__Exercise description__
Which lines of the entries below run from the one holding "let padding = (WORD" to the one holding "let mut head", inclusive? Set down exactly those lines and no others.

Records excerpted from a collection
>>>>

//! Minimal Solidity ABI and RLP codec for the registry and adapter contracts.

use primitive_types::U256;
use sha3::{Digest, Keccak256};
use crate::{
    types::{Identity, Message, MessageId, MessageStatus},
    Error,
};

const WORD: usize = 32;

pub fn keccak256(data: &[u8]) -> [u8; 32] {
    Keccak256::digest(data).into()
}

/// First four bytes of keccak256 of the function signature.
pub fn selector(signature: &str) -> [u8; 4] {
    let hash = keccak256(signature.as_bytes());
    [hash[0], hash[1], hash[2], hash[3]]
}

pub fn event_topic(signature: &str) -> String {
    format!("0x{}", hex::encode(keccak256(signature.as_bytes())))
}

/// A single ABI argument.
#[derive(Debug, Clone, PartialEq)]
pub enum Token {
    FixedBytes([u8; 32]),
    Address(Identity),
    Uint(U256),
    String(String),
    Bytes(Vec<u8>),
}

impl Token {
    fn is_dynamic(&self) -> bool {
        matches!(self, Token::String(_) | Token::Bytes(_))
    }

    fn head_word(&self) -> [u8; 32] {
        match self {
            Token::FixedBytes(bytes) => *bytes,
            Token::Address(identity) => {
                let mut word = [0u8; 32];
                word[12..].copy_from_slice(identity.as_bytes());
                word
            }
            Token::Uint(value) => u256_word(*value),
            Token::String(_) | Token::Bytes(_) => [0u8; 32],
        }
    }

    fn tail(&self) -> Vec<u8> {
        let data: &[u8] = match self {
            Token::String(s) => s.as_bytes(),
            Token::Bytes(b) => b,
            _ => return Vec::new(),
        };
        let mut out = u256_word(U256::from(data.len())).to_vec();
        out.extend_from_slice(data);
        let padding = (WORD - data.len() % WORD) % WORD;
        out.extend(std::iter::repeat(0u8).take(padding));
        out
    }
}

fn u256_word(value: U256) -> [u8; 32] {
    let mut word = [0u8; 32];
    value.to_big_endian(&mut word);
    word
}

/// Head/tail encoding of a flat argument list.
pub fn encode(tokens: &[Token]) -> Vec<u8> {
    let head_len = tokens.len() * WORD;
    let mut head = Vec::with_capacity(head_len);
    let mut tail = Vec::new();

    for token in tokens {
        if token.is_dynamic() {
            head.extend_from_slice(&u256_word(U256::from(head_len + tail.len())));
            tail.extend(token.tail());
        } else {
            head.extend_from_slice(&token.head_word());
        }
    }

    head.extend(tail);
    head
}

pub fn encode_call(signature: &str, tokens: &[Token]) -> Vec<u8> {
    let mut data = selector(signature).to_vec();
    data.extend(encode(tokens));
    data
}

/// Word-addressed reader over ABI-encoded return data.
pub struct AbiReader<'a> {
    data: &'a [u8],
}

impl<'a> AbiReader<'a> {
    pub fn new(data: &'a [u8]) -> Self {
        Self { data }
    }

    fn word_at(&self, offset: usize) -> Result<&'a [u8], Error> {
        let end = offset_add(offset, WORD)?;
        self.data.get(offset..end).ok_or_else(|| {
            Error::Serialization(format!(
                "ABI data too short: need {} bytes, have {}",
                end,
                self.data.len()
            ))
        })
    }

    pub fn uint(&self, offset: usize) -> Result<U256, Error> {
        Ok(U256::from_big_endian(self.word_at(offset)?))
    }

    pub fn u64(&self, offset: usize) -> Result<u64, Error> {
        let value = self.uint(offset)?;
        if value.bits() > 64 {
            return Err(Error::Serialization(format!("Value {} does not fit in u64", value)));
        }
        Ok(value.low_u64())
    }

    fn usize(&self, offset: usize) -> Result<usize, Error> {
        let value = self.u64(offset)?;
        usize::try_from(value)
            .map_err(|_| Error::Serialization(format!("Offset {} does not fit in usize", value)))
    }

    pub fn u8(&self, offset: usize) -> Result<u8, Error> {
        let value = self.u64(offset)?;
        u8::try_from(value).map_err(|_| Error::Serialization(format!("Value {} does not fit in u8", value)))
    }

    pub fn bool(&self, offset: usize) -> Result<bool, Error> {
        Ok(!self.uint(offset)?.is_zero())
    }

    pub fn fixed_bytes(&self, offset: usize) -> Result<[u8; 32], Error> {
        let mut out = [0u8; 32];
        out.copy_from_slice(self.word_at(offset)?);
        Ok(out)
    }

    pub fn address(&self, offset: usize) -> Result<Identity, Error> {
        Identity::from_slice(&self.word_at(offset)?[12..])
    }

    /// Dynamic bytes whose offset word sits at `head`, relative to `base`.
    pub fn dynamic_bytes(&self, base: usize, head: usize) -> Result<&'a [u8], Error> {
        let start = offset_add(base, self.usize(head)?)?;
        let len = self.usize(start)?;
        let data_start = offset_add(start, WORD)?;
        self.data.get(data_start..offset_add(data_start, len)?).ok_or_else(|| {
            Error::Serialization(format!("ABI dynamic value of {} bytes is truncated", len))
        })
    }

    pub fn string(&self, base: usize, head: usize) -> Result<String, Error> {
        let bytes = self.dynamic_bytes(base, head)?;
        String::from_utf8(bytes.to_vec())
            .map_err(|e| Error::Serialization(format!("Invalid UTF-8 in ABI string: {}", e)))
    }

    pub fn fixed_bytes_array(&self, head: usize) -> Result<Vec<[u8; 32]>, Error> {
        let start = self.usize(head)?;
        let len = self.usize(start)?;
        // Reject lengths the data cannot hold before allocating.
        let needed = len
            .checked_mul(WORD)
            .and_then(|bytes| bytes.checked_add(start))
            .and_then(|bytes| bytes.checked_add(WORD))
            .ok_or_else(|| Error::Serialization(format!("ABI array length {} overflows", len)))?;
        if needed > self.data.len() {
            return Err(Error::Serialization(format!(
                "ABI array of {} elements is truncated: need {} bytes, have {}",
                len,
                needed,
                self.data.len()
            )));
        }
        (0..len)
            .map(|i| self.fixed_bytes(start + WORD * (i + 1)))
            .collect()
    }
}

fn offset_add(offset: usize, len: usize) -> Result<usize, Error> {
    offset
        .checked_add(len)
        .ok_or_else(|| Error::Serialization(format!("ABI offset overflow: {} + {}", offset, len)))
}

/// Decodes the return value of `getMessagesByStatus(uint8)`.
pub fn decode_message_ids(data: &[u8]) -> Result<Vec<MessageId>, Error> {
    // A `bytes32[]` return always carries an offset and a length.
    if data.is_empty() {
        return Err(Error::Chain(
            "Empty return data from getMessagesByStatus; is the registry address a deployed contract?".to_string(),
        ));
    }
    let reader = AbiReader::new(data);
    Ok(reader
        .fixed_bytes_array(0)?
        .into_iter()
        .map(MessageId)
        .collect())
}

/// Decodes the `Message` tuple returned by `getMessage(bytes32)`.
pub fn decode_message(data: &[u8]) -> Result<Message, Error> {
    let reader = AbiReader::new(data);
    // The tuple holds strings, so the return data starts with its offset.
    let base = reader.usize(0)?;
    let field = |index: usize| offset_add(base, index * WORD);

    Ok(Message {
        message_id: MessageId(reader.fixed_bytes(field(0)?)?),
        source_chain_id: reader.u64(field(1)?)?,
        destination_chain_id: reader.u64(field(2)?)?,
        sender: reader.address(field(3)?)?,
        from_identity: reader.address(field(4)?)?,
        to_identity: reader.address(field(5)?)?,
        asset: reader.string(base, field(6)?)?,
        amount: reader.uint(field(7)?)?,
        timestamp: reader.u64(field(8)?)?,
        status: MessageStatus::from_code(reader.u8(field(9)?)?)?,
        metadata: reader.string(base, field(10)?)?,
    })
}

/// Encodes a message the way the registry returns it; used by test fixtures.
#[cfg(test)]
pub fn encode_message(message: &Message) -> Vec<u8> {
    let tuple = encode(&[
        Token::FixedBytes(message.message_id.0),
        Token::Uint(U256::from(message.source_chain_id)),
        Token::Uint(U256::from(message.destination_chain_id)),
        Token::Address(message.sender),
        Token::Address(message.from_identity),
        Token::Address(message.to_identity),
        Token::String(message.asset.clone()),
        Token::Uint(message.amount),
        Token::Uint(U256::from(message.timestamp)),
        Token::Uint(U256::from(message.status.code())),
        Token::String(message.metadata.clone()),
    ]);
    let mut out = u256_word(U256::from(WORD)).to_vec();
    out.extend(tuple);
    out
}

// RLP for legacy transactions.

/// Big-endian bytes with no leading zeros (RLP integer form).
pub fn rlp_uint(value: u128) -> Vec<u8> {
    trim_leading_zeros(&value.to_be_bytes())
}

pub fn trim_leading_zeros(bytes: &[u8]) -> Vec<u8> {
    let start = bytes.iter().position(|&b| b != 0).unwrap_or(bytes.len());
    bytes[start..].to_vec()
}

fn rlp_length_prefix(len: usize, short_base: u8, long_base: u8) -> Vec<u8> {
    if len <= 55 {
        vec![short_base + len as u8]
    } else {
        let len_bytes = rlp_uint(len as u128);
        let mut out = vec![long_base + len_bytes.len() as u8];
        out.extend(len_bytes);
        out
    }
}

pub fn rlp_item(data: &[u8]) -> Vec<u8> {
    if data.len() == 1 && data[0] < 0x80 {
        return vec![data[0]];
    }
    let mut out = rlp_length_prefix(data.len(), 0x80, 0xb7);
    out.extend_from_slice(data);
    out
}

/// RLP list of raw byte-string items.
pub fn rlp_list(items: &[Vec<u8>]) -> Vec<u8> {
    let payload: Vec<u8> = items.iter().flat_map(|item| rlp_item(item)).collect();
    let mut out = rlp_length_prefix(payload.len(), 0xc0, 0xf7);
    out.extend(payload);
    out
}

<<<<

__Result of this task__
        let padding = (WORD - data.len() % WORD) % WORD;
        out.extend(std::iter::repeat(0u8).take(padding));
        out
    }
}

fn u256_word(value: U256) -> [u8; 32] {
    let mut word = [0u8; 32];
    value.to_big_endian(&mut word);
    word
}

/// Head/tail encoding of a flat argument list.
pub fn encode(tokens: &[Token]) -> Vec<u8> {
    let head_len = tokens.len() * WORD;
    let mut head = Vec::with_capacity(head_len);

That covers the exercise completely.